GIVEN RECORDS -
########

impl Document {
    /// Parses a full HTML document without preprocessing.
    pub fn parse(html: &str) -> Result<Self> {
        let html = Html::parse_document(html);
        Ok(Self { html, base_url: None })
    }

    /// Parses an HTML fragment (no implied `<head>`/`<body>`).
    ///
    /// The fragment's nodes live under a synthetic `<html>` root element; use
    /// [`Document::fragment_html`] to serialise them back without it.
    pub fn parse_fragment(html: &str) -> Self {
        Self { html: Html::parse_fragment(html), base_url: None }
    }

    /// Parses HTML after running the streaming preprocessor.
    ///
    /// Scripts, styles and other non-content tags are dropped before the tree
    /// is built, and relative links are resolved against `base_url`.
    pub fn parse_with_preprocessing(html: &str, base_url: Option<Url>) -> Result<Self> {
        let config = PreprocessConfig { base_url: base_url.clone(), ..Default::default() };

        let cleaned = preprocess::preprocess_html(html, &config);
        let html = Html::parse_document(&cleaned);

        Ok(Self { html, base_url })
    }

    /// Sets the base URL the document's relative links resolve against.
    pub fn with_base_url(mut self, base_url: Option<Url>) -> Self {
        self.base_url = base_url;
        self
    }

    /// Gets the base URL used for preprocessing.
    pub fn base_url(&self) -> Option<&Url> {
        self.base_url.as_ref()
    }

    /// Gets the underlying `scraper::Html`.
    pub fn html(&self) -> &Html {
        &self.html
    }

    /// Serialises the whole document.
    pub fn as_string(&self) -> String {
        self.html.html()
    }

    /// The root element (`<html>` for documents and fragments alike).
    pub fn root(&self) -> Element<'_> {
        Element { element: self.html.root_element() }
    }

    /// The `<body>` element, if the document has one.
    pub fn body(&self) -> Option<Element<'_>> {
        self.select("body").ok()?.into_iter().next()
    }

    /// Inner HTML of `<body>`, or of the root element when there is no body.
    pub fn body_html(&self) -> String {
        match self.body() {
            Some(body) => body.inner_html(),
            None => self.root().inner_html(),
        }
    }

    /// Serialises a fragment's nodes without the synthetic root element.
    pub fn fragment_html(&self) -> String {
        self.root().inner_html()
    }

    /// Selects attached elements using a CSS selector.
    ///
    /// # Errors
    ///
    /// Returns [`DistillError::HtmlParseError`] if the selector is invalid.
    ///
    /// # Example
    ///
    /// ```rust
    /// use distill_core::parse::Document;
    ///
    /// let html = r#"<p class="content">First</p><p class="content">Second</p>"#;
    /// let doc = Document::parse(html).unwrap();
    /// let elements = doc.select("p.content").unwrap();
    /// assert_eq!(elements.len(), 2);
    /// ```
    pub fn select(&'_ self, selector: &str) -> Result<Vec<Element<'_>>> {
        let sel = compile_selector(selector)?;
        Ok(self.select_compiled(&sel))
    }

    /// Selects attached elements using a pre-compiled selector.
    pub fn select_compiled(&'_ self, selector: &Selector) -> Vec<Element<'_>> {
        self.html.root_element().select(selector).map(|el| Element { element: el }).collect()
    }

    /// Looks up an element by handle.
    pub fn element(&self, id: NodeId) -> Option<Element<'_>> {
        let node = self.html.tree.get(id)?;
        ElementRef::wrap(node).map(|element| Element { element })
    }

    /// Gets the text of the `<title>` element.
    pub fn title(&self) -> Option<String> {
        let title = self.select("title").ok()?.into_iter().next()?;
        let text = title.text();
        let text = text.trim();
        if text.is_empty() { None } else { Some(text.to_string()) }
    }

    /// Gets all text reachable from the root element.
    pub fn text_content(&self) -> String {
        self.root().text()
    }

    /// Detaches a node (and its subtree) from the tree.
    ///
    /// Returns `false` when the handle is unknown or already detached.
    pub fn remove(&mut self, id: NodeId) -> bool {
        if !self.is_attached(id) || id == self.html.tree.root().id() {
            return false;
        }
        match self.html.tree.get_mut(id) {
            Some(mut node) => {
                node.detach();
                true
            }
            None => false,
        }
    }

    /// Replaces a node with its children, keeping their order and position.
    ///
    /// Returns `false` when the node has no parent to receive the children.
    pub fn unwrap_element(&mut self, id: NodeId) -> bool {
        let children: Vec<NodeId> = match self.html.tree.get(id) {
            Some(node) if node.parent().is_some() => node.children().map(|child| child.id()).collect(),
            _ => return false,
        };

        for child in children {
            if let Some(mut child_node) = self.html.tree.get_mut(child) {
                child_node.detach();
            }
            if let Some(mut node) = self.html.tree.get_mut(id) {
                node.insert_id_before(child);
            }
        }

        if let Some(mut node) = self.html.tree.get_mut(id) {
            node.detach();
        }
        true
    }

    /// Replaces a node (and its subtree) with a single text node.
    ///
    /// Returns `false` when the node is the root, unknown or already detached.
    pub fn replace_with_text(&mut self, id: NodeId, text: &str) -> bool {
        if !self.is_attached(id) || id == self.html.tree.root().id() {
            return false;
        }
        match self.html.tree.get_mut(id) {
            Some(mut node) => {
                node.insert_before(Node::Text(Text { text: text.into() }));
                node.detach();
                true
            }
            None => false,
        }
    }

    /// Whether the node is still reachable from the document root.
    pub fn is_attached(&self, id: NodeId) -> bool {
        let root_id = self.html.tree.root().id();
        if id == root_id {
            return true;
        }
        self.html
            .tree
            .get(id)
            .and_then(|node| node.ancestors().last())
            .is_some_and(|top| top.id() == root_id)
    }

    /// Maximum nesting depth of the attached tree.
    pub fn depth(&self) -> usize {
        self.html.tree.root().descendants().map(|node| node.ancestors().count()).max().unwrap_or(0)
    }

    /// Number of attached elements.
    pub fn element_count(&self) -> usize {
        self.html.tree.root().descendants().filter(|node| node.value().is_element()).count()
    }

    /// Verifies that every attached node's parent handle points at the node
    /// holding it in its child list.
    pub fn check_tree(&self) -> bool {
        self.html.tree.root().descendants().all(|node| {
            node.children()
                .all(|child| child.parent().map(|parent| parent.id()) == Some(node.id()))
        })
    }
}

########

TASK DESCRIPTION - Each line holding the word "Option" must be copied from the data.

TASK OUTPUT -
    pub fn parse_with_preprocessing(html: &str, base_url: Option<Url>) -> Result<Self> {
    pub fn with_base_url(mut self, base_url: Option<Url>) -> Self {
    pub fn base_url(&self) -> Option<&Url> {
    pub fn body(&self) -> Option<Element<'_>> {
    pub fn element(&self, id: NodeId) -> Option<Element<'_>> {
    pub fn title(&self) -> Option<String> {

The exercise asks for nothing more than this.